■ **Work item**
Report each line of the records where "await" occurs.

■ **Task data**
::::::
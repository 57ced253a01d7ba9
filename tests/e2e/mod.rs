//! エンドツーエンドテスト
//!
//! 一時ディレクトリでデーモンを起動し、IPCクライアントから操作する。

pub mod performance;
pub mod scenarios;
pub mod support;
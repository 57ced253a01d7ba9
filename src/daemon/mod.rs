//! Daemonモジュール
//!
//! タイマーのバックグラウンドデーモン機能を提供する。
//! ティック、休憩結果、IPC接続を1つのイベントループで処理する。

pub mod break_mode;
pub mod engine;
pub mod ipc;
pub mod ticker;

pub use break_mode::{BreakOutcome, BreakPresenter, CountdownBreakPresenter};
pub use engine::{Collaborators, TimerEngine, TimerEvent};
pub use ipc::{handle_request, serve_connection, status_data, IpcServer};
pub use ticker::{IntervalTickSource, Tick, TickHandle, TickSource};

use std::sync::Arc;

use anyhow::{Context, Result};
use tokio::sync::{mpsc, Mutex};
use tracing::{debug, error, info, warn};

use crate::paths::AppPaths;
use crate::settings::FileSettings;
use crate::store::JsonSessionStore;

/// デーモンを起動し、Ctrl-Cを受けるまで動作する
pub async fn run(paths: &AppPaths) -> Result<()> {
    std::fs::create_dir_all(paths.data_dir()).with_context(|| {
        format!(
            "Failed to create data directory: {}",
            paths.data_dir().display()
        )
    })?;

    let (event_tx, event_rx) = mpsc::unbounded_channel();
    let (tick_tx, mut tick_rx) = mpsc::unbounded_channel();
    let (outcome_tx, mut outcome_rx) = mpsc::unbounded_channel();

    let collaborators = Collaborators {
        store: Arc::new(JsonSessionStore::new(paths.sessions_path())),
        settings: Arc::new(FileSettings::new(paths.settings_path())),
        presenter: Arc::new(CountdownBreakPresenter::new(outcome_tx)),
        ticker: Arc::new(IntervalTickSource::new(tick_tx)),
    };
    let engine = Arc::new(Mutex::new(TimerEngine::new(collaborators, event_tx)));

    let server = IpcServer::new(&paths.socket_path())?;
    info!("デーモンを起動しました: {}", server.socket_path().display());

    tokio::spawn(log_events(event_rx));

    loop {
        tokio::select! {
            Some(tick) = tick_rx.recv() => {
                if let Err(e) = engine.lock().await.handle_tick(tick) {
                    error!("ティックの処理に失敗しました: {:#}", e);
                }
            }
            Some(outcome) = outcome_rx.recv() => {
                if let Err(e) = engine.lock().await.on_break_outcome(outcome) {
                    error!("休憩結果の処理に失敗しました: {:#}", e);
                }
            }
            accepted = server.accept() => {
                match accepted {
                    Ok(stream) => {
                        let engine = Arc::clone(&engine);
                        tokio::spawn(async move {
                            if let Err(e) = serve_connection(stream, engine).await {
                                warn!("IPCリクエストの処理に失敗しました: {:#}", e);
                            }
                        });
                    }
                    Err(e) => warn!("{:#}", e),
                }
            }
            _ = tokio::signal::ctrl_c() => {
                info!("終了シグナルを受信しました");
                break;
            }
        }
    }

    engine.lock().await.shutdown();
    info!("デーモンを終了しました");
    Ok(())
}

/// タイマーイベントをログに出力する
async fn log_events(mut event_rx: mpsc::UnboundedReceiver<TimerEvent>) {
    while let Some(event) = event_rx.recv().await {
        match event {
            TimerEvent::Tick { elapsed_seconds } => debug!("tick: {}秒", elapsed_seconds),
            TimerEvent::SessionAdded(session) => info!(
                "セッション追加: {} {}秒 (休憩{}回)",
                session.task_name, session.work_duration_seconds, session.breaks_taken
            ),
            TimerEvent::BreakStarted { duration_seconds } => {
                info!("休憩開始: {}秒", duration_seconds)
            }
            other => info!("{:?}", other),
        }
    }
}
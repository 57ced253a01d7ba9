/// Format seconds as a timer readout.
///
/// `MM:SS` below one hour, `HH:MM:SS` from one hour on.
pub fn format_timer_display(seconds: u64) -> String {
    let hours = seconds / 3600;
    let minutes = (seconds % 3600) / 60;
    let secs = seconds % 60;
    if hours > 0 {
        format!("{:02}:{:02}:{:02}", hours, minutes, secs)
    } else {
        format!("{:02}:{:02}", minutes, secs)
    }
}

/// Format seconds as a short duration (`1h 23m`, `45m`).
pub fn format_duration(seconds: u64) -> String {
    let hours = seconds / 3600;
    let minutes = (seconds % 3600) / 60;
    if hours > 0 {
        format!("{}h {}m", hours, minutes)
    } else {
        format!("{}m", minutes)
    }
}

/// Time display information
#[derive(Debug, Clone, Copy, PartialEq, Eq)]
pub struct TimeDisplay {
    /// Elapsed time (seconds)
    pub elapsed: u64,
    /// Total time (seconds)
    pub total: u64,
    /// Percentage (0-100)
    pub percentage: u8,
}

impl TimeDisplay {
    pub fn new(elapsed: u64, total: u64) -> Self {
        let percentage = if total > 0 {
            let p = elapsed.saturating_mul(100) / total;
            p.min(100) as u8
        } else {
            0
        };
        Self {
            elapsed,
            total,
            percentage,
        }
    }

    pub fn format(&self) -> String {
        format!(
            "{}/{} ({}%)",
            format_timer_display(self.elapsed),
            format_timer_display(self.total),
            self.percentage
        )
    }
}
::::::
■ **Solution for this task**
                if let Err(e) = engine.lock().await.handle_tick(tick) {
                if let Err(e) = engine.lock().await.on_break_outcome(outcome) {
                            if let Err(e) = serve_connection(stream, engine).await {
    engine.lock().await.shutdown();
    while let Some(event) = event_rx.recv().await {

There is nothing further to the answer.